When I was ten years old, I got bucked off of a horse and broke my arm. We were in rural South Dakota, where distances to hospitals are measured in hours — not miles — and the first thing that my mom said to me was: “You’re tough. Be a man and walk it off.” As we raced to the hospital, that phrase lived inside me, branding their letters on my soul with the iron that is a mother’s words. Despite the fact that I was ten, and virtually no culture would say that I was man, those words echo sometimes. I wanted to cry, but knew that would ruin any manly cowboy persona that I so longed to have. Last week, a good friend of mine published a viewpoint in the Carletonian about masculinity and it reminded me of this experience as a child. I think he was spot on, but in the spirit of Carleton culture, I want to “piggy back off of that a little bit.” I think that last week’s viewpoint was so right in so many ways, but I think that it begs a bigger question: what is masculinity?
If we choose to look at the way we choose to view masculinity through the eyes of how we treat young boys, the answer is clear: masculinity is utility. As young boys, you’re taught to play with guns to emulate the day when you may go to war. You’re praised if you’re athletic, tall and strong so that you can benefit the rest of society one day. When you realize this, you’re left with a question. Are men really just the ones that kill the spiders, change the oil and act as cannon fodder when war breaks out?
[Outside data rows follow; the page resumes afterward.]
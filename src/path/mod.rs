//! Path types returned by searches and queries.

mod generic_path;
pub use generic_path::Path;

mod subgoal_path;
pub use subgoal_path::SubgoalPath;
use crate::Cost;

/// A generic implementation of a Path
///
/// Stores a sequence of Nodes and the total Cost of traversing these Nodes.
/// Note that the individual costs of the steps within the Path cannot be retrieved through this struct.
#[derive(Debug, Clone, PartialEq, Eq)]
pub struct Path<P> {
    path: Vec<P>,
    cost: Cost,
}

impl<P> Path<P> {
    /// creates a new Path with the given sequence of Nodes and total Cost
    /// ## Examples
    /// Basic usage:
    /// ```
    /// # use region_pathfinding::path::Path;
    /// let path = Path::new(vec!['a', 'b', 'c'], 42);
    ///
    /// assert_eq!(path.as_slice(), &['a', 'b', 'c']);
    /// assert_eq!(path.cost(), 42);
    /// ```
    pub fn new(path: Vec<P>, cost: Cost) -> Path<P> {
        Path { path, cost }
    }

    /// the total Cost of the Path
    pub fn cost(&self) -> Cost {
        self.cost
    }

    /// the Nodes of the Path
    pub fn as_slice(&self) -> &[P] {
        &self.path
    }
}

use std::ops::{Deref, Index};

impl<P> Index<usize> for Path<P> {
    type Output = P;
    fn index(&self, index: usize) -> &P {
        &self.path[index]
    }
}

impl<P> Deref for Path<P> {
    type Target = [P];
    fn deref(&self) -> &[P] {
        &self.path
    }
}

impl<P: PartialEq> PartialEq<Vec<P>> for Path<P> {
    fn eq(&self, rhs: &Vec<P>) -> bool {
        self.path == *rhs
    }
}

use std::fmt;
impl<P: fmt::Display> fmt::Display for Path<P> {
    fn fmt(&self, fmt: &mut fmt::Formatter) -> fmt::Result {
        write!(fmt, "Path[Cost = {}]: ", self.cost)?;
        if self.path.is_empty() {
            write!(fmt, "<empty>")
        } else {
            write!(fmt, "{}", self.path[0])?;
            for p in self.path.iter().skip(1) {
                write!(fmt, " -> {}", p)?;
            }
            Ok(())
        }
    }
}

#[cfg(test)]
mod tests {

    use super::Path;
    #[test]
    fn index() {
        let path = Path::new(vec![4, 2, 0], 42);

        assert_eq!(path[0], 4);
        assert_eq!(path[1], 2);
        assert_eq!(path[2], 0);
    }

    #[test]
    fn display() {
        let path = Path::new(vec![4, 2, 0], 42);

        assert_eq!(&format!("{}", path), "Path[Cost = 42]: 4 -> 2 -> 0");
    }

    #[test]
    fn display_empty() {
        let path = Path::new(Vec::<i32>::new(), 0);

        assert_eq!(&format!("{}", path), "Path[Cost = 0]: <empty>");
    }
}
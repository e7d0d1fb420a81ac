use crate::{RegionId, StateId};

/// Everything that can go wrong while building, querying or patching a
/// [`RegionDatabase`](crate::RegionDatabase).
///
/// None of these are recovered from internally (except for [`Error::AllocatorExhausted`],
/// which the database handles by growing). An error returned from an update means the
/// upstream classification and the database disagree, and the database should be rebuilt.
#[derive(Debug, Clone, PartialEq, Eq, thiserror::Error)]
pub enum Error {
    /// The oracle found no Path between two states that were declared to be connected
    #[error("no path from state {from} to state {to}, although their regions are neighbors")]
    UnreachablePath {
        /// the start of the failed search
        from: StateId,
        /// the goal of the failed search
        to: StateId,
    },
    /// One of the table invariants was broken before or during an update
    #[error("invariant violated: {0}")]
    InvariantViolation(String),
    /// The free pool of the slot allocator is empty
    #[error("no free region slot left")]
    AllocatorExhausted,
    /// The id does not refer to a live Region
    #[error("region {0} does not exist")]
    UnknownRegion(RegionId),
    /// A snapshot could not be turned back into a table
    #[error("malformed snapshot: {0}")]
    MalformedSnapshot(String),
}

/// `Result` specialized on this crate's [`Error`]
pub type Result<T> = std::result::Result<T, Error>;

macro_rules! violation {
    ($($arg:tt)*) => {
        $crate::Error::InvariantViolation(format!($($arg)*))
    };
}
pub(crate) use violation;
I think it’s easy to laugh at this and disregard these concerns because phrased like that, it’s kind of funny. But when you remember that masculinity is an identity, this characterization of men becomes a little unsavory. In a world where masculinity is defined by the ability to provide for a family, do basic tasks or exist as the utility for others, what is your identity when that goal post moves? Are you still a man if you can’t provide for your family because the economy has gone down the toilet? Are you still a man if you’re not strong enough to open a jar? Are you still a man if you’re afraid of spiders?
If the identity of men is defined by their utility, and that utility seems to become more and more obsolete, it’s no wonder that men are enduring an identity crisis. What else would you call being denied the ability to be what you identify as? Most men, though definitely not all, spend their entire lives being told that they are a man. That identity, that you’ve had your entire life, is defined by these characteristics that are harder and harder to attain. If you are not a man, I invite you to imagine spending your life being told that what defines you is being able to support a family and then realizing that the wage rate makes it impossible for you to do so.
I think that it’s a rational reaction among women and gender non-confirming folks to be skeptical of a claim about men in this light. Afterall, our society has been oppressing women for thousands of years. Why should we care about men after they’ve had an identity crisis for less than a fraction of that time? I think that’s a completely reasonable question on this topic, but I don’t think that’s a good reason to simply ignore men. I think that students at Carleton can accept that these two things can be true simultaneously. I’m not meaning to diminish or reject the advances that women and non-binary folks have made over the years, nor am I suggesting that we don’t have a long way to go before there can truly be equality. I firmly believe that toxic masculinity has and continues to ruin the lives of countless women, gay and gender queer people around the world. All I’m suggesting here is that men are also a victim of toxic masculinity. The toxic masculinity that perpetuates rape culture, homophobia, transphobia and misogyny is the same toxic structure that tells boys that they can’t cry, that they’re only as manly as they are useful and that their identity is collapsing.
So what do we do? I’m not sure. There are aspects of masculinity that I was raised with that I think are good for society and I have no problem participating in. I was taught to hold doors open for people (especially women), give jackets to people that are cold, wait to eat until everyone has food on their plate, walk on the roadside of the sidewalk and other things that many people would describe as manners, but I can’t disentangle from what it means to be a man. I certainly don’t want to get rid of those aspects, mostly because I think that they’re polite. But I think that there’s one rational solution: stop defining people in a reactionary sense. We can all probably agree that defining what it means to be a woman through the lens of having a family and being able to care for people is problematic, so why not just apply the same standard to men? Teach young boys to be themselves, because that should be enough.
The man who wrote last week’s viewpoint and I have a tradition. Let me rephrase. I have a tradition and he watches with embarrassment. While we say goodbye after long Carletonian meetings or strange late night Sayles meetups, I start flexing and grunting in what must be a spectacle to all those graced with my presence. That’s what I think it means to be a man. Being a man to me means being silly, drinking fruity drinks, liking clothes, liking to cook meat, being obsessed with coffee, loving to drive and so many other things. These things are manly because I am a man, and these things are attributes in my life that bring me meaning. Is this logic a little circular? Sure! But guess what, I don’t care. We don’t need to have a rigid definition of what it means to be a man, because if I am a man, what I am is enough.